• [Exercise instructions] Report every line of the data where the string "forward" appears.

-- Material provided follows --

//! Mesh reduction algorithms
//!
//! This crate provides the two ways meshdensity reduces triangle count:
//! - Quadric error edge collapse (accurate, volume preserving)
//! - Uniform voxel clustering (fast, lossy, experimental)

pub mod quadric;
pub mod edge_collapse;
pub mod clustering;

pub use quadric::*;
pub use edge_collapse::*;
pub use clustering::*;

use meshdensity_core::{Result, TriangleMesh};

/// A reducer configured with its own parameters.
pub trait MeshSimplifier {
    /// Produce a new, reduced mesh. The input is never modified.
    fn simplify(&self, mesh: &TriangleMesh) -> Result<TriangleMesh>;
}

-- Material provided concluded --
-- Material provided follows --

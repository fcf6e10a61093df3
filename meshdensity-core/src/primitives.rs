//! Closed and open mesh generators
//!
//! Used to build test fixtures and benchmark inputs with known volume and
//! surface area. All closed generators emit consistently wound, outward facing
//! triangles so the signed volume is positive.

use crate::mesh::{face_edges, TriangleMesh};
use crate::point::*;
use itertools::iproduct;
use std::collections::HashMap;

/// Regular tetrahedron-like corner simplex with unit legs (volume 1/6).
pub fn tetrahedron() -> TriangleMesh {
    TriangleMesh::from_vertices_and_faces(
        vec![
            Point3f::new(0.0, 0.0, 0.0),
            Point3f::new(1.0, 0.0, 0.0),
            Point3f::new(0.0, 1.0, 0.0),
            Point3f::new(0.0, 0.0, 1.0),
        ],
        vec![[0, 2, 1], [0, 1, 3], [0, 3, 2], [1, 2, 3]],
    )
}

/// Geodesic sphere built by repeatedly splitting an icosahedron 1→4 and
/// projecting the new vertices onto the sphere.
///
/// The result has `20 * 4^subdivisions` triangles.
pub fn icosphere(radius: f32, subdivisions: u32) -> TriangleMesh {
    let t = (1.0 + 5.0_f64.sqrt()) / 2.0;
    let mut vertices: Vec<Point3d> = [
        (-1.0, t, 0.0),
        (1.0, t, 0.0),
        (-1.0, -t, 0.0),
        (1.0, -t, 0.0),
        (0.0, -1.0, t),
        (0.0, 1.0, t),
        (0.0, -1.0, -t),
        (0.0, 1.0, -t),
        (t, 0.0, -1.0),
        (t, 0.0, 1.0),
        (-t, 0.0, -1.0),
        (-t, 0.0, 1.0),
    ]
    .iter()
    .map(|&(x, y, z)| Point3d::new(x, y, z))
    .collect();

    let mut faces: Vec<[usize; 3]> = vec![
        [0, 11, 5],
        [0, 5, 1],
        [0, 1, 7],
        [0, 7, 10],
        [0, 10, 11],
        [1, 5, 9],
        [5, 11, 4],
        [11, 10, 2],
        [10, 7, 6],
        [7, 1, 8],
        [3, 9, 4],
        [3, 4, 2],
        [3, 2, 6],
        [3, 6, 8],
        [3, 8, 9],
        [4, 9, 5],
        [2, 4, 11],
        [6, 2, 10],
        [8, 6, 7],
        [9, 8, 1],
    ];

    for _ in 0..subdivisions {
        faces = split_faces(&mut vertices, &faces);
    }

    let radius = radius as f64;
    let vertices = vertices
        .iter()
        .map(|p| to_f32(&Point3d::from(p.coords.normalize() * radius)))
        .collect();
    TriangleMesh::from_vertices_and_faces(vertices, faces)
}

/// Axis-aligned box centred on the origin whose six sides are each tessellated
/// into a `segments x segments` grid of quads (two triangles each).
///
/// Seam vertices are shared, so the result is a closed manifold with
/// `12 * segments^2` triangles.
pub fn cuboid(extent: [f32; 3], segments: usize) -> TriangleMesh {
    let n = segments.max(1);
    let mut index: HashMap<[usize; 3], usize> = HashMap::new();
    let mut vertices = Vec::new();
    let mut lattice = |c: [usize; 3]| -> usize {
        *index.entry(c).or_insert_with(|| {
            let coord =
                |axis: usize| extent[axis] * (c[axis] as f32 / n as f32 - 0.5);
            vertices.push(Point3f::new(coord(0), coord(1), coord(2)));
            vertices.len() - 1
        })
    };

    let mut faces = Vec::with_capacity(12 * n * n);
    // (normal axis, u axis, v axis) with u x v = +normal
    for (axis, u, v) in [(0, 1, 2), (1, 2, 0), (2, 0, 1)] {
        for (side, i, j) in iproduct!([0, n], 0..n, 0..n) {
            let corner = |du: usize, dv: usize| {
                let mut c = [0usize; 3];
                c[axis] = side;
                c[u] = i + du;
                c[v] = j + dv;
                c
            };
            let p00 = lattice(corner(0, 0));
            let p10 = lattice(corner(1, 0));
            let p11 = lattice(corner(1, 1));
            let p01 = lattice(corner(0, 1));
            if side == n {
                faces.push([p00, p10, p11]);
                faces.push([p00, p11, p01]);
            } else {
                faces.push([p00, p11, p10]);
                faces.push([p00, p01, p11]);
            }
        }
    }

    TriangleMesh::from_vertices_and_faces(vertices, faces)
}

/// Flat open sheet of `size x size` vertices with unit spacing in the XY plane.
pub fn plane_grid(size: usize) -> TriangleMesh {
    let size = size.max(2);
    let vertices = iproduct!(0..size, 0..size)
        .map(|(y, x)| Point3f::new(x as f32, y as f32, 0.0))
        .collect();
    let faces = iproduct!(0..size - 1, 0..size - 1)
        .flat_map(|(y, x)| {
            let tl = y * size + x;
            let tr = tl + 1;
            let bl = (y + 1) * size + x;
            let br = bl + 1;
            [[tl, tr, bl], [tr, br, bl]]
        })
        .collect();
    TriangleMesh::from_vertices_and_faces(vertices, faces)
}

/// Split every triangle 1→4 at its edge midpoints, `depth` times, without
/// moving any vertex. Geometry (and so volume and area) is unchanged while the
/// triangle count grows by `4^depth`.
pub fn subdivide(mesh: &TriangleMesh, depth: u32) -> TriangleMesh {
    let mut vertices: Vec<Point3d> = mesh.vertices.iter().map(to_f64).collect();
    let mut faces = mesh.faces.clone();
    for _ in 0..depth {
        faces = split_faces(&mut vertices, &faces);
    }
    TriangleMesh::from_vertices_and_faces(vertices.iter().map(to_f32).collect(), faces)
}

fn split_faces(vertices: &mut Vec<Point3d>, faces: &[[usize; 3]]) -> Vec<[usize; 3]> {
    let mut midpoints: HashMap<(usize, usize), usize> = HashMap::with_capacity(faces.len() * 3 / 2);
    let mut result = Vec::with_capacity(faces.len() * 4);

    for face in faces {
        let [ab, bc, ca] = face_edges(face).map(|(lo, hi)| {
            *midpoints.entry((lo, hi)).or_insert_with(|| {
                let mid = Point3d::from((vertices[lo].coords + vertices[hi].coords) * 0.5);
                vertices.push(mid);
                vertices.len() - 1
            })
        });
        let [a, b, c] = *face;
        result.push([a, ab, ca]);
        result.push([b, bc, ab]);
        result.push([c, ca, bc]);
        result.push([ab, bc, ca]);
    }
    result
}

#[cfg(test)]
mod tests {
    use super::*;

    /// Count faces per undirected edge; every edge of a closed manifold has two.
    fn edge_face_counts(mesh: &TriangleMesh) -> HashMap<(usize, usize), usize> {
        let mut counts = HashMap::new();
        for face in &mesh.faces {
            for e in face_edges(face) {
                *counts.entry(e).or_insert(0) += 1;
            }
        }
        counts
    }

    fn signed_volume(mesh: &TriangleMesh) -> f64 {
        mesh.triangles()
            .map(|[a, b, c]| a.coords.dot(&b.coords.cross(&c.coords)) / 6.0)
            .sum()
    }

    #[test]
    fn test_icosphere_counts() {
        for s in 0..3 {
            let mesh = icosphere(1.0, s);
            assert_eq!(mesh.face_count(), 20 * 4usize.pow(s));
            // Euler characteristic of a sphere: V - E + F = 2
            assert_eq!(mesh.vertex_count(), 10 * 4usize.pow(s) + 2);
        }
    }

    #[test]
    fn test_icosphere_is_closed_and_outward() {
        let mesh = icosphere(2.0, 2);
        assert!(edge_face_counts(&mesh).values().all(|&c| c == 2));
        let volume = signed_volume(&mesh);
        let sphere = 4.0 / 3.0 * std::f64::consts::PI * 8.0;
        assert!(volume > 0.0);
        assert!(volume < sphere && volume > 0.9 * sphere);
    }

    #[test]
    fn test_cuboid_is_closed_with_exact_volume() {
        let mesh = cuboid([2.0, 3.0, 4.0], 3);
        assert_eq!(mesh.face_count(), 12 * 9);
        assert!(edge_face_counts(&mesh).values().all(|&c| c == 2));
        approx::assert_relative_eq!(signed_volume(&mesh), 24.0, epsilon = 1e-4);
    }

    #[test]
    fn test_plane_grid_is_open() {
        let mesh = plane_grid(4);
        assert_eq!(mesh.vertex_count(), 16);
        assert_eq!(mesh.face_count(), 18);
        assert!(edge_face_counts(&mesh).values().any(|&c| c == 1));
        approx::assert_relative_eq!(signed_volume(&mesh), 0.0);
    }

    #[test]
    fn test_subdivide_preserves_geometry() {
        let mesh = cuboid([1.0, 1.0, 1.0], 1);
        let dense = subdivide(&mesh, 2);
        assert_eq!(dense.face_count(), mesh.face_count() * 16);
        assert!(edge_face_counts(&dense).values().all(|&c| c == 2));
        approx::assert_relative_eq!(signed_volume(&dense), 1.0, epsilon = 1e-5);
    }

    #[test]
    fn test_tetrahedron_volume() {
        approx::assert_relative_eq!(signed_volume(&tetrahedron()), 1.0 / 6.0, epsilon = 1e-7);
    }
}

-- Material provided concluded --
-- Material provided follows --

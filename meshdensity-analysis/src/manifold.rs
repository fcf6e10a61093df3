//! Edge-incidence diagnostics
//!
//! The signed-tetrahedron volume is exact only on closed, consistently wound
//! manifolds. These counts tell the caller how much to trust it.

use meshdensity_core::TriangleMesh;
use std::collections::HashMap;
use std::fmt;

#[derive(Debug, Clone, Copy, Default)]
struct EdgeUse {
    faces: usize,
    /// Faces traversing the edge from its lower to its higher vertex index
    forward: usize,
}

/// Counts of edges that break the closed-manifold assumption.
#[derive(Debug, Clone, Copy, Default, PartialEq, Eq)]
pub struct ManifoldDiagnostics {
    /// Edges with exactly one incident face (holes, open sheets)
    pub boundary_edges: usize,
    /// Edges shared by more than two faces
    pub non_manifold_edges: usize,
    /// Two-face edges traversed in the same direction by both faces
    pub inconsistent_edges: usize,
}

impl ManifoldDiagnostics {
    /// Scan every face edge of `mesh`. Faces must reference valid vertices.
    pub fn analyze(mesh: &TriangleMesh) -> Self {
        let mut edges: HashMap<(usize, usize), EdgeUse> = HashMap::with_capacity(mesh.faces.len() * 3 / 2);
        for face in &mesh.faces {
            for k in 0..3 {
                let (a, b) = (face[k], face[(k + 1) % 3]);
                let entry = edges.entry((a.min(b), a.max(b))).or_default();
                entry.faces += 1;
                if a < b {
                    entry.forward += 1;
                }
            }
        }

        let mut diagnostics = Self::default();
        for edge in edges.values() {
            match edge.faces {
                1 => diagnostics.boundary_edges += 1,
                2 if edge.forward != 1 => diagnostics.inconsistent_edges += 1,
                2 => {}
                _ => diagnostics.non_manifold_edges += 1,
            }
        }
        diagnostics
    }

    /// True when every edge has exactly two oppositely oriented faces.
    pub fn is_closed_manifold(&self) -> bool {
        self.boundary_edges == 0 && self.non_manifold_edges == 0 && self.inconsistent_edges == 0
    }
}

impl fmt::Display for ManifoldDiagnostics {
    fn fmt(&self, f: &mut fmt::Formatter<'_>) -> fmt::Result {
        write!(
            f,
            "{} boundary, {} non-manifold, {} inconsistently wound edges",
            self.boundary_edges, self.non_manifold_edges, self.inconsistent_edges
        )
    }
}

-- Material provided concluded --

• [Exercise answer]
    forward: usize,
                    entry.forward += 1;
                2 if edge.forward != 1 => diagnostics.inconsistent_edges += 1,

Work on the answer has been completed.